There are a lot of benefits to using a Cruise travel agency to help you with your bookings, but not all agencies are equal.  When deciding on the best Cruise travel agency to work with consider the following elements:
1.  Will they charge a fee for booking with them?  Will they charge a fee for changes?  This fee will be in addition to what you would pay if you booked directly with a Cruise Line.  The Cruise Line is already paying the agency 10 to 20% commission for the booking, and therefore the best agencies are the ones that won't charge extra fees for handling your booking.
2.  Are they CLIA certified?  (Look for the sample image to the right)  Work with agents that have cruised before and have been certified by the CLIA.  This means that they are more involved with selling cruises and want to exceed in the industry.
3.  Can you reach them anytime?  Be sure to work with an agency that is open on weekends.   If you are working directly with a particular agent, find out who their back up is and how to reach them. 
4.  How long have they been in business?   The longer the agency has been in business the more experienced and invested they are. 
The bottom line is that if you utilize a Cruise travel agency to handle your booking you will have a better chance of a successful cruise.

Steve Millay, ACC
October 24th, 2012 5:53 am
I dont know how all cruise lines work thier bookings so this may be good advice and the 'Broader Scope' argument is very valid if you aren't sticking with one cruise line like I do. But, more to express my satisfaction with my cruise line agent than to disagree with the article, I want to say that I have used the same agent with Carnival for four years and he is simply terrific. He is knowledgeable, gets me the best deals (I've compared his prices with travel agencies and they were never lower), and calls me when he can get me a discount on an already-made booking. Maybe my experience is not typical but it's a different view of this issue.

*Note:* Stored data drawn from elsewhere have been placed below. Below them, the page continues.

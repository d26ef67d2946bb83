//! Container (notebook) records.

use sea_orm::entity::prelude::*;
use serde::{Deserialize, Serialize};

use super::SyncStatus;
use crate::kinds::EntityKind;

#[derive(Clone, Debug, PartialEq, DeriveEntityModel, Serialize, Deserialize)]
#[sea_orm(table_name = "containers")]
#[serde(rename_all = "camelCase")]
pub struct Model {
    #[sea_orm(primary_key, auto_increment = false)]
    pub id: String,
    #[serde(default)]
    pub user_id: String,
    #[serde(default)]
    pub name: String,
    #[serde(default)]
    pub color: Option<String>,
    #[serde(default)]
    pub parent_id: Option<String>,
    #[serde(default, deserialize_with = "crate::utils::datetime::deserialize_millis")]
    pub created_at: i64,
    #[serde(default, deserialize_with = "crate::utils::datetime::deserialize_millis")]
    pub updated_at: i64,
    #[serde(default)]
    pub sync_status: SyncStatus,
}

#[derive(Copy, Clone, Debug, EnumIter, DeriveRelation)]
pub enum Relation {}

impl ActiveModelBehavior for ActiveModel {}

sync_record!(kind: EntityKind::Container, updated_at: updated_at);
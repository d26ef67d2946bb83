//! Epoch-millisecond timestamps.
//!
//! Records, queue entries and the push race check all compare plain `i64`
//! milliseconds. Servers may send either epoch milliseconds or RFC 3339
//! strings; [`deserialize_millis`] folds both into milliseconds.

use chrono::{DateTime, Utc};
use serde::{Deserialize, Deserializer};

/// Current time as epoch milliseconds.
pub fn now_millis() -> i64 {
    Utc::now().timestamp_millis()
}

/// Parses a timestamp given as text: integer milliseconds or RFC 3339.
pub fn parse_millis(text: &str) -> Result<i64, String> {
    let text = text.trim();
    if let Ok(millis) = text.parse::<i64>() {
        return Ok(millis);
    }
    DateTime::parse_from_rfc3339(text)
        .map(|datetime| datetime.timestamp_millis())
        .map_err(|e| format!("invalid timestamp '{text}': {e}"))
}

/// Serde `deserialize_with` for record timestamps. `null` becomes 0.
pub fn deserialize_millis<'de, D>(deserializer: D) -> Result<i64, D::Error>
where
    D: Deserializer<'de>,
{
    #[derive(Deserialize)]
    #[serde(untagged)]
    enum Raw {
        Millis(i64),
        Fractional(f64),
        Text(String),
    }

    match Option::<Raw>::deserialize(deserializer)? {
        None => Ok(0),
        Some(Raw::Millis(millis)) => Ok(millis),
        Some(Raw::Fractional(millis)) => Ok(millis as i64),
        Some(Raw::Text(text)) => parse_millis(&text).map_err(serde::de::Error::custom),
    }
}

#[cfg(test)]
mod tests {
    use super::*;
    use serde_json::json;

    #[derive(Deserialize)]
    struct Stamped {
        #[serde(default, deserialize_with = "deserialize_millis")]
        at: i64,
    }

    fn at(value: serde_json::Value) -> Result<i64, serde_json::Error> {
        serde_json::from_value::<Stamped>(value).map(|s| s.at)
    }

    #[test]
    fn now_is_monotonic_enough() {
        let first = now_millis();
        let second = now_millis();
        assert!(second >= first);
        assert!(first > 1_600_000_000_000);
    }

    #[test]
    fn accepts_millis_and_rfc3339() {
        assert_eq!(at(json!({ "at": 1_700_000_000_123_i64 })).unwrap(), 1_700_000_000_123);
        assert_eq!(at(json!({ "at": "2023-11-14T22:13:20.123Z" })).unwrap(), 1_700_000_000_123);
        assert_eq!(at(json!({ "at": "2023-11-14T23:13:20.123+01:00" })).unwrap(), 1_700_000_000_123);
        assert_eq!(at(json!({ "at": "1700000000123" })).unwrap(), 1_700_000_000_123);
    }

    #[test]
    fn missing_or_null_is_zero() {
        assert_eq!(at(json!({})).unwrap(), 0);
        assert_eq!(at(json!({ "at": null })).unwrap(), 0);
    }

    #[test]
    fn garbage_is_rejected() {
        assert!(at(json!({ "at": "yesterday" })).is_err());
        assert!(at(json!({ "at": true })).is_err());
    }
}
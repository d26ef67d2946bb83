//! Checklist items. Toggled in place, so the model keeps no `updated_at`.

use sea_orm::entity::prelude::*;
use serde::{Deserialize, Serialize};

use super::SyncStatus;
use crate::kinds::EntityKind;

#[derive(Clone, Debug, PartialEq, DeriveEntityModel, Serialize, Deserialize)]
#[sea_orm(table_name = "checklist_items")]
#[serde(rename_all = "camelCase")]
pub struct Model {
    #[sea_orm(primary_key, auto_increment = false)]
    pub id: String,
    #[serde(default)]
    pub user_id: String,
    pub checklist_id: String,
    #[serde(default)]
    pub text: String,
    #[serde(default)]
    pub is_done: bool,
    #[serde(default)]
    pub position: i32,
    #[serde(default, deserialize_with = "crate::utils::datetime::deserialize_millis")]
    pub created_at: i64,
    #[serde(default)]
    pub sync_status: SyncStatus,
}

#[derive(Copy, Clone, Debug, EnumIter, DeriveRelation)]
pub enum Relation {}

impl ActiveModelBehavior for ActiveModel {}

sync_record!(kind: EntityKind::ChecklistItem, parent: checklist_id);
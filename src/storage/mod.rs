//! Local storage: connection management and the versioned schema.
//!
//! The schema holds one table per entity kind plus the mutation queue.
//! Upgrades are additive only; new columns come with defaults that backfill
//! existing rows.

pub mod db;
pub mod migrations;

pub use db::LocalStorage;
use std::marker::PhantomData;

use anyhow::{Context, Result};
use async_trait::async_trait;
use sea_orm::{DatabaseTransaction, EntityTrait};
use serde_json::Value;

use crate::entities::{Ownership, SyncRecord, SyncStatus};
use crate::repositories::RecordRepository;

/// Synchronization fields of a record, independent of its kind.
#[derive(Clone, Debug, PartialEq, Eq)]
pub struct RecordHeader {
    pub id: String,
    pub user_id: String,
    pub parent_id: Option<String>,
    pub sync_status: SyncStatus,
    pub ownership: Ownership,
    pub updated_at: Option<i64>,
}

impl RecordHeader {
    fn of<R: SyncRecord>(record: &R) -> Self {
        Self {
            id: record.id().to_owned(),
            user_id: record.user_id().to_owned(),
            parent_id: record.parent_id().map(str::to_owned),
            sync_status: record.sync_status(),
            ownership: record.ownership(),
            updated_at: record.updated_at(),
        }
    }
}

/// Kind-erased access to one replica table, used by the sync engines.
///
/// Records cross this boundary as camelCase JSON, the same shape the server
/// speaks. All calls run inside the caller's transaction.
#[async_trait]
pub trait ReplicaTable: Send + Sync {
    /// Checks that a server payload decodes into a record of this kind.
    fn validate(&self, value: &Value) -> Result<()>;

    async fn header(&self, txn: &DatabaseTransaction, id: &str) -> Result<Option<RecordHeader>>;

    async fn headers(&self, txn: &DatabaseTransaction) -> Result<Vec<RecordHeader>>;

    async fn get_value(&self, txn: &DatabaseTransaction, id: &str) -> Result<Option<Value>>;

    /// Writes a record given as JSON, replacing any row with the same id.
    async fn put_value(&self, txn: &DatabaseTransaction, value: Value) -> Result<()>;

    /// Returns `false` when the record no longer exists.
    async fn set_sync_status(
        &self,
        txn: &DatabaseTransaction,
        id: &str,
        status: SyncStatus,
    ) -> Result<bool>;

    async fn delete(&self, txn: &DatabaseTransaction, id: &str) -> Result<bool>;

    async fn delete_many(&self, txn: &DatabaseTransaction, ids: &[String]) -> Result<u64>;

    /// Deletes every record nested under `parent_id`. Returns the removed ids.
    async fn delete_children_of(
        &self,
        txn: &DatabaseTransaction,
        parent_id: &str,
    ) -> Result<Vec<String>> {
        let ids: Vec<String> = self
            .headers(txn)
            .await?
            .into_iter()
            .filter(|header| header.parent_id.as_deref() == Some(parent_id))
            .map(|header| header.id)
            .collect();
        self.delete_many(txn, &ids).await?;
        Ok(ids)
    }
}

/// Replica table for records of type `R`.
pub struct Table<R>(PhantomData<fn() -> R>);

impl<R> Table<R> {
    pub const fn new() -> Self {
        Self(PhantomData)
    }
}

impl<R: SyncRecord> Table<R> {
    fn decode(value: Value) -> Result<R> {
        serde_json::from_value(value).with_context(|| format!("Malformed {} record", R::KIND))
    }
}

#[async_trait]
impl<R> ReplicaTable for Table<R>
where
    R: SyncRecord + sea_orm::FromQueryResult,
    <R::Entity as EntityTrait>::ActiveModel: Send + Sync,
{
    fn validate(&self, value: &Value) -> Result<()> {
        let record = Self::decode(value.clone())?;
        if record.id().is_empty() {
            anyhow::bail!("{} record without an id", R::KIND);
        }
        Ok(())
    }

    async fn header(&self, txn: &DatabaseTransaction, id: &str) -> Result<Option<RecordHeader>> {
        Ok(RecordRepository::get_by_id::<R, _>(txn, id)
            .await?
            .map(|record| RecordHeader::of(&record)))
    }

    async fn headers(&self, txn: &DatabaseTransaction) -> Result<Vec<RecordHeader>> {
        Ok(RecordRepository::get_all::<R, _>(txn)
            .await?
            .iter()
            .map(RecordHeader::of)
            .collect())
    }

    async fn get_value(&self, txn: &DatabaseTransaction, id: &str) -> Result<Option<Value>> {
        match RecordRepository::get_by_id::<R, _>(txn, id).await? {
            Some(record) => Ok(Some(serde_json::to_value(record)?)),
            None => Ok(None),
        }
    }

    async fn put_value(&self, txn: &DatabaseTransaction, value: Value) -> Result<()> {
        let record = Self::decode(value)?;
        RecordRepository::upsert(txn, record).await
    }

    async fn set_sync_status(
        &self,
        txn: &DatabaseTransaction,
        id: &str,
        status: SyncStatus,
    ) -> Result<bool> {
        let Some(mut record) = RecordRepository::get_by_id::<R, _>(txn, id).await? else {
            return Ok(false);
        };
        if record.sync_status() != status {
            record.set_sync_status(status);
            RecordRepository::upsert(txn, record).await?;
        }
        Ok(true)
    }

    async fn delete(&self, txn: &DatabaseTransaction, id: &str) -> Result<bool> {
        RecordRepository::delete::<R, _>(txn, id).await
    }

    async fn delete_many(&self, txn: &DatabaseTransaction, ids: &[String]) -> Result<u64> {
        RecordRepository::delete_many::<R, _>(txn, ids).await
    }
}
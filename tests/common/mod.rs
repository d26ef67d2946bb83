//! Shared fixtures: an in-memory replica and a scripted in-process server.

#![allow(dead_code)]

use std::collections::{HashMap, HashSet};
use std::sync::{Arc, Mutex};
use std::time::Duration;

use async_trait::async_trait;
use serde_json::Value;

use fieldnote::remote::{ApiRequest, Method, RemoteApi, RemoteError};
use fieldnote::session::Session;
use fieldnote::storage::LocalStorage;
use fieldnote::sync::SyncService;

pub const USER: &str = "user-1";

#[derive(Default)]
struct ServerState {
    responses: HashMap<String, Value>,
    failures: HashMap<(Method, String), u16>,
    created: HashSet<String>,
    requests: Vec<ApiRequest>,
    latency: Duration,
}

/// In-process stand-in for the REST API.
///
/// GETs answer from [`FakeRemote::respond`]; unknown paths are 404. POSTs
/// remember the body id and answer 409 on a repeat. Any call can be made to
/// fail with a status until [`FakeRemote::heal`].
#[derive(Default)]
pub struct FakeRemote {
    state: Mutex<ServerState>,
}

impl FakeRemote {
    pub fn new() -> Arc<Self> {
        Arc::new(Self::default())
    }

    pub fn respond(&self, path: &str, body: Value) {
        self.state.lock().unwrap().responses.insert(path.to_string(), body);
    }

    pub fn fail(&self, method: Method, path: &str, status: u16) {
        self.state
            .lock()
            .unwrap()
            .failures
            .insert((method, path.to_string()), status);
    }

    /// Delay every call by `latency`, to keep runs in flight.
    pub fn set_latency(&self, latency: Duration) {
        self.state.lock().unwrap().latency = latency;
    }

    pub fn heal(&self) {
        self.state.lock().unwrap().failures.clear();
    }

    pub fn requests(&self) -> Vec<ApiRequest> {
        self.state.lock().unwrap().requests.clone()
    }

    pub fn writes(&self) -> Vec<ApiRequest> {
        self.requests()
            .into_iter()
            .filter(|request| request.method != Method::Get)
            .collect()
    }

    pub fn clear_requests(&self) {
        self.state.lock().unwrap().requests.clear();
    }

    pub fn created_ids(&self) -> HashSet<String> {
        self.state.lock().unwrap().created.clone()
    }
}

#[async_trait]
impl RemoteApi for FakeRemote {
    async fn send(&self, request: ApiRequest) -> Result<Value, RemoteError> {
        let latency = self.state.lock().unwrap().latency;
        if !latency.is_zero() {
            tokio::time::sleep(latency).await;
        }

        let mut state = self.state.lock().unwrap();
        state.requests.push(request.clone());

        if let Some(status) = state.failures.get(&(request.method, request.path.clone())) {
            return Err(RemoteError::Status {
                status: *status,
                message: "scripted failure".to_string(),
            });
        }

        match request.method {
            Method::Get => state.responses.get(&request.path).cloned().ok_or(RemoteError::Status {
                status: 404,
                message: "not found".to_string(),
            }),
            Method::Post => {
                let body = request.body.clone().unwrap_or(Value::Null);
                if let Some(id) = body.get("id").and_then(Value::as_str) {
                    if !state.created.insert(id.to_string()) {
                        return Err(RemoteError::Status {
                            status: 409,
                            message: "already exists".to_string(),
                        });
                    }
                }
                Ok(body)
            }
            Method::Patch => Ok(request.body.clone().unwrap_or(Value::Null)),
            Method::Delete => Ok(Value::Null),
        }
    }
}

pub struct Harness {
    pub service: SyncService,
    pub remote: Arc<FakeRemote>,
    pub storage: LocalStorage,
}

/// Signed-in service over a fresh in-memory replica.
pub async fn harness() -> Harness {
    let storage = LocalStorage::in_memory().await.unwrap();
    let remote = FakeRemote::new();
    let service = SyncService::new(&storage, remote.clone(), Session::signed_in(USER, "token"))
        .await
        .unwrap();
    Harness {
        service,
        remote,
        storage,
    }
}

/// Empty lists for every top-level collection, so a pull succeeds.
pub fn serve_empty_collections(remote: &FakeRemote) {
    for path in [
        "/containers",
        "/labels",
        "/documents",
        "/documents/accepted",
        "/checklists",
        "/boards",
        "/boards/accepted",
    ] {
        remote.respond(path, Value::Array(Vec::new()));
    }
}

I don't imagine they'd let me give his name and phone number here but he's really great!
November 20th, 2012 6:40 pm
I also worked with a specific person at Carnival; however, I quit because my local agent was able to get me free parking $70 value in Galveston, so it netted out less. She was also able to get me specialty dining and spa treatments on a Royal Caribbean cruise I went on in March. To me it is what I spend (or dont spend) at the end of the trip with everything added up that shows the true cost. I do agree the prices are very similar especially with Carnival.
Beth Smith
November 28th, 2012 3:04 pm
As a travel agent I can tell you those who book Carnival are not the type of client we are seeking. So thank you for booking directly with Carnival. Keeping up with every small discount given is very time consuming and most travel agents would rather have Carnival do that work.
January 4th, 2013 9:21 pm
I used a travel agent for several of my cruises, and received good advice from them. The last cruise I booked was through a travel agent and I was not impressed. She input some incorrect information about some of the passengers in our group and because we booked through a travel agent we couldn’t change simple information online—we had to call our travel agent. Additionally she told one of our members it would okay to fly into Orlando at 1:30 pm for a cruise leaving out of Port Canaveral the same day. Luckily our friend made it to the cruise just in time—we were doing the muster drill getting ready for departure. A number of things could’ve happened to delay her arrival into Orlando. I feel I am much more qualified to give cruise advice to my friends and family because I not only enjoy cruises, but also go on at least one every year and fly often enough to be familiar with airline policies and delays. In my opinion some travel agents are out of touch with traveling altogether and provide outdated and sometime erroneous advice. Travel agents should be required to travel by and cruise with various cruise lines on a regular basis to maintain certain levels of certification—in my opinion. Beth, it appears you only care about making money as a travel agent, and not about your customers. I only know you from your last post, but you are the type of travel agent I avoid. I don’t care what cruise line, airline, or type of trip—I’m always going to do my best to provide someone the best experience and help them save some of their hard earned money. Maybe Carnival Corporation & PLC needs to reevaluate your worthiness and other travel agents with your way of thinking for all of their cruise lines.
January 19th, 2013 7:35 am
John Travel Agents especially the ones that take the extra time to become CLIA certified are professionals. Yes, we are just like any other profession and we have some very good and some not so good agents. I suggest you find one agent and stick with that agent. You will build up a relationship and the agent will have a better understanding of your wants and needs so they can serve you better. We like most agents know our regular customers and advise them when there are promotions that fit them. Rather than searching for possible customers to fit the promotions.
Most travel agents spend a large number of hours each year taking courses to upgrade and update their knowledge of the every changing products. Just about every cruise line has their own training programs available to travel agents. These programs consist of online training, seminars at sea, required passing grades on test, etc. You may want to ask your agent what cruise line certificates they have. The more knowledge we have, the better we can serve our clients, and more successful we will be.
Looking forward to meeting you on a cruise someday.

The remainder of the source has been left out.